Data for analysis
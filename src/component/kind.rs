use std::fmt;

use crate::component::context::BuildContext;
use crate::component::lifecycle::ComponentCore;
use crate::component::record::ComponentRecord;
use crate::foundation::core::EntityRef;
use crate::foundation::error::RigResult;
use crate::params::store::{CoercionPolicy, ParameterStore};

/// Number of inputs a kind accepts.
#[derive(Clone, Copy, Debug, PartialEq, Eq)]
pub enum Arity {
    Exactly(usize),
    AtLeast(usize),
}

impl Arity {
    pub fn accepts(self, n: usize) -> bool {
        match self {
            Self::Exactly(k) => n == k,
            Self::AtLeast(k) => n >= k,
        }
    }
}

impl fmt::Display for Arity {
    fn fmt(&self, f: &mut fmt::Formatter<'_>) -> fmt::Result {
        match self {
            Self::Exactly(k) => write!(f, "exactly {k}"),
            Self::AtLeast(k) => write!(f, "at least {k}"),
        }
    }
}

/// A child a composite kind wants built inside its own build stage.
pub struct ChildSpec {
    pub record: ComponentRecord,
    pub kind: Box<dyn ComponentKind>,
}

impl fmt::Debug for ChildSpec {
    fn fmt(&self, f: &mut fmt::Formatter<'_>) -> fmt::Result {
        f.debug_struct("ChildSpec")
            .field("record", &self.record)
            .field("kind", &self.kind.type_tag())
            .finish()
    }
}

/// Override points of one component kind.
///
/// Every hook defaults to a no-op. The lifecycle engine owns ordering, guards, scoping and
/// persistence; a kind only emits its own entities. Hooks receive the component's shared
/// state separately from the kind so a kind can delegate to another kind's hooks (a leg
/// calling into a limb) without inheritance.
#[allow(unused_variables)]
pub trait ComponentKind {
    /// Registry tag, `<family>.<kind>`.
    fn type_tag(&self) -> &'static str;

    fn arity(&self) -> Arity;

    fn version(&self) -> &'static str {
        "1.0"
    }

    /// Policy override for this kind's parameter store; `None` uses the session default.
    fn coercion(&self) -> Option<CoercionPolicy> {
        None
    }

    fn define_parameters(&self, params: &mut ParameterStore) -> RigResult<()> {
        Ok(())
    }

    /// Parameters read in the first hydration pass, before dynamic names are derived.
    fn governing_parameters(&self) -> &'static [&'static str] {
        &[]
    }

    /// Declare parameters whose names depend on governing values or inputs.
    fn define_dynamic(
        &self,
        name: &str,
        inputs: &[EntityRef],
        params: &mut ParameterStore,
    ) -> RigResult<()> {
        Ok(())
    }

    // initialize

    fn set_initial_data(
        &mut self,
        core: &mut ComponentCore,
        cx: &mut BuildContext<'_>,
    ) -> RigResult<()> {
        Ok(())
    }

    fn create_guides(
        &mut self,
        core: &mut ComponentCore,
        cx: &mut BuildContext<'_>,
    ) -> RigResult<()> {
        Ok(())
    }

    // build

    fn initial_hierarchy(
        &mut self,
        core: &mut ComponentCore,
        cx: &mut BuildContext<'_>,
    ) -> RigResult<()> {
        Ok(())
    }

    /// Children to construct and run to completion during this component's build.
    fn child_specs(
        &self,
        core: &ComponentCore,
        cx: &BuildContext<'_>,
    ) -> RigResult<Vec<ChildSpec>> {
        Ok(Vec::new())
    }

    fn pre_rig_setup(
        &mut self,
        core: &mut ComponentCore,
        cx: &mut BuildContext<'_>,
    ) -> RigResult<()> {
        Ok(())
    }

    fn rig_setup(
        &mut self,
        core: &mut ComponentCore,
        cx: &mut BuildContext<'_>,
    ) -> RigResult<()> {
        Ok(())
    }

    fn post_rig_setup(
        &mut self,
        core: &mut ComponentCore,
        cx: &mut BuildContext<'_>,
    ) -> RigResult<()> {
        Ok(())
    }

    fn setup_anim_attrs(
        &mut self,
        core: &mut ComponentCore,
        cx: &mut BuildContext<'_>,
    ) -> RigResult<()> {
        Ok(())
    }

    // connect

    fn pre_connect(
        &mut self,
        core: &mut ComponentCore,
        cx: &mut BuildContext<'_>,
    ) -> RigResult<()> {
        Ok(())
    }

    fn connect(
        &mut self,
        core: &mut ComponentCore,
        cx: &mut BuildContext<'_>,
    ) -> RigResult<()> {
        Ok(())
    }

    fn post_connect(
        &mut self,
        core: &mut ComponentCore,
        cx: &mut BuildContext<'_>,
    ) -> RigResult<()> {
        Ok(())
    }

    // finalize

    fn publish_attributes(
        &mut self,
        core: &mut ComponentCore,
        cx: &mut BuildContext<'_>,
    ) -> RigResult<()> {
        Ok(())
    }

    fn finalize(
        &mut self,
        core: &mut ComponentCore,
        cx: &mut BuildContext<'_>,
    ) -> RigResult<()> {
        Ok(())
    }

    fn set_control_attributes(
        &mut self,
        core: &mut ComponentCore,
        cx: &mut BuildContext<'_>,
    ) -> RigResult<()> {
        Ok(())
    }

    // optimize

    fn optimize(
        &mut self,
        core: &mut ComponentCore,
        cx: &mut BuildContext<'_>,
    ) -> RigResult<()> {
        Ok(())
    }
}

Required action
Please write out every record shown above exactly as it reads.

Reply
filename src/component/kind.rs
use std::fmt;

use crate::component::context::BuildContext;
use crate::component::lifecycle::ComponentCore;
use crate::component::record::ComponentRecord;
use crate::foundation::core::EntityRef;
use crate::foundation::error::RigResult;
use crate::params::store::{CoercionPolicy, ParameterStore};

/// Number of inputs a kind accepts.
#[derive(Clone, Copy, Debug, PartialEq, Eq)]
pub enum Arity {
    Exactly(usize),
    AtLeast(usize),
}

impl Arity {
    pub fn accepts(self, n: usize) -> bool {
        match self {
            Self::Exactly(k) => n == k,
            Self::AtLeast(k) => n >= k,
        }
    }
}

impl fmt::Display for Arity {
    fn fmt(&self, f: &mut fmt::Formatter<'_>) -> fmt::Result {
        match self {
            Self::Exactly(k) => write!(f, "exactly {k}"),
            Self::AtLeast(k) => write!(f, "at least {k}"),
        }
    }
}

/// A child a composite kind wants built inside its own build stage.
pub struct ChildSpec {
    pub record: ComponentRecord,
    pub kind: Box<dyn ComponentKind>,
}

impl fmt::Debug for ChildSpec {
    fn fmt(&self, f: &mut fmt::Formatter<'_>) -> fmt::Result {
        f.debug_struct("ChildSpec")
            .field("record", &self.record)
            .field("kind", &self.kind.type_tag())
            .finish()
    }
}

/// Override points of one component kind.
///
/// Every hook defaults to a no-op. The lifecycle engine owns ordering, guards, scoping and
/// persistence; a kind only emits its own entities. Hooks receive the component's shared
/// state separately from the kind so a kind can delegate to another kind's hooks (a leg
/// calling into a limb) without inheritance.
#[allow(unused_variables)]
pub trait ComponentKind {
    /// Registry tag, `<family>.<kind>`.
    fn type_tag(&self) -> &'static str;

    fn arity(&self) -> Arity;

    fn version(&self) -> &'static str {
        "1.0"
    }

    /// Policy override for this kind's parameter store; `None` uses the session default.
    fn coercion(&self) -> Option<CoercionPolicy> {
        None
    }

    fn define_parameters(&self, params: &mut ParameterStore) -> RigResult<()> {
        Ok(())
    }

    /// Parameters read in the first hydration pass, before dynamic names are derived.
    fn governing_parameters(&self) -> &'static [&'static str] {
        &[]
    }

    /// Declare parameters whose names depend on governing values or inputs.
    fn define_dynamic(
        &self,
        name: &str,
        inputs: &[EntityRef],
        params: &mut ParameterStore,
    ) -> RigResult<()> {
        Ok(())
    }

    // initialize

    fn set_initial_data(
        &mut self,
        core: &mut ComponentCore,
        cx: &mut BuildContext<'_>,
    ) -> RigResult<()> {
        Ok(())
    }

    fn create_guides(
        &mut self,
        core: &mut ComponentCore,
        cx: &mut BuildContext<'_>,
    ) -> RigResult<()> {
        Ok(())
    }

    // build

    fn initial_hierarchy(
        &mut self,
        core: &mut ComponentCore,
        cx: &mut BuildContext<'_>,
    ) -> RigResult<()> {
        Ok(())
    }

    /// Children to construct and run to completion during this component's build.
    fn child_specs(
        &self,
        core: &ComponentCore,
        cx: &BuildContext<'_>,
    ) -> RigResult<Vec<ChildSpec>> {
        Ok(Vec::new())
    }

    fn pre_rig_setup(
        &mut self,
        core: &mut ComponentCore,
        cx: &mut BuildContext<'_>,
    ) -> RigResult<()> {
        Ok(())
    }

    fn rig_setup(
        &mut self,
        core: &mut ComponentCore,
        cx: &mut BuildContext<'_>,
    ) -> RigResult<()> {
        Ok(())
    }

    fn post_rig_setup(
        &mut self,
        core: &mut ComponentCore,
        cx: &mut BuildContext<'_>,
    ) -> RigResult<()> {
        Ok(())
    }

    fn setup_anim_attrs(
        &mut self,
        core: &mut ComponentCore,
        cx: &mut BuildContext<'_>,
    ) -> RigResult<()> {
        Ok(())
    }

    // connect

    fn pre_connect(
        &mut self,
        core: &mut ComponentCore,
        cx: &mut BuildContext<'_>,
    ) -> RigResult<()> {
        Ok(())
    }

    fn connect(
        &mut self,
        core: &mut ComponentCore,
        cx: &mut BuildContext<'_>,
    ) -> RigResult<()> {
        Ok(())
    }

    fn post_connect(
        &mut self,
        core: &mut ComponentCore,
        cx: &mut BuildContext<'_>,
    ) -> RigResult<()> {
        Ok(())
    }

    // finalize

    fn publish_attributes(
        &mut self,
        core: &mut ComponentCore,
        cx: &mut BuildContext<'_>,
    ) -> RigResult<()> {
        Ok(())
    }

    fn finalize(
        &mut self,
        core: &mut ComponentCore,
        cx: &mut BuildContext<'_>,
    ) -> RigResult<()> {
        Ok(())
    }

    fn set_control_attributes(
        &mut self,
        core: &mut ComponentCore,
        cx: &mut BuildContext<'_>,
    ) -> RigResult<()> {
        Ok(())
    }

    // optimize

    fn optimize(
        &mut self,
        core: &mut ComponentCore,
        cx: &mut BuildContext<'_>,
    ) -> RigResult<()> {
        Ok(())
    }
}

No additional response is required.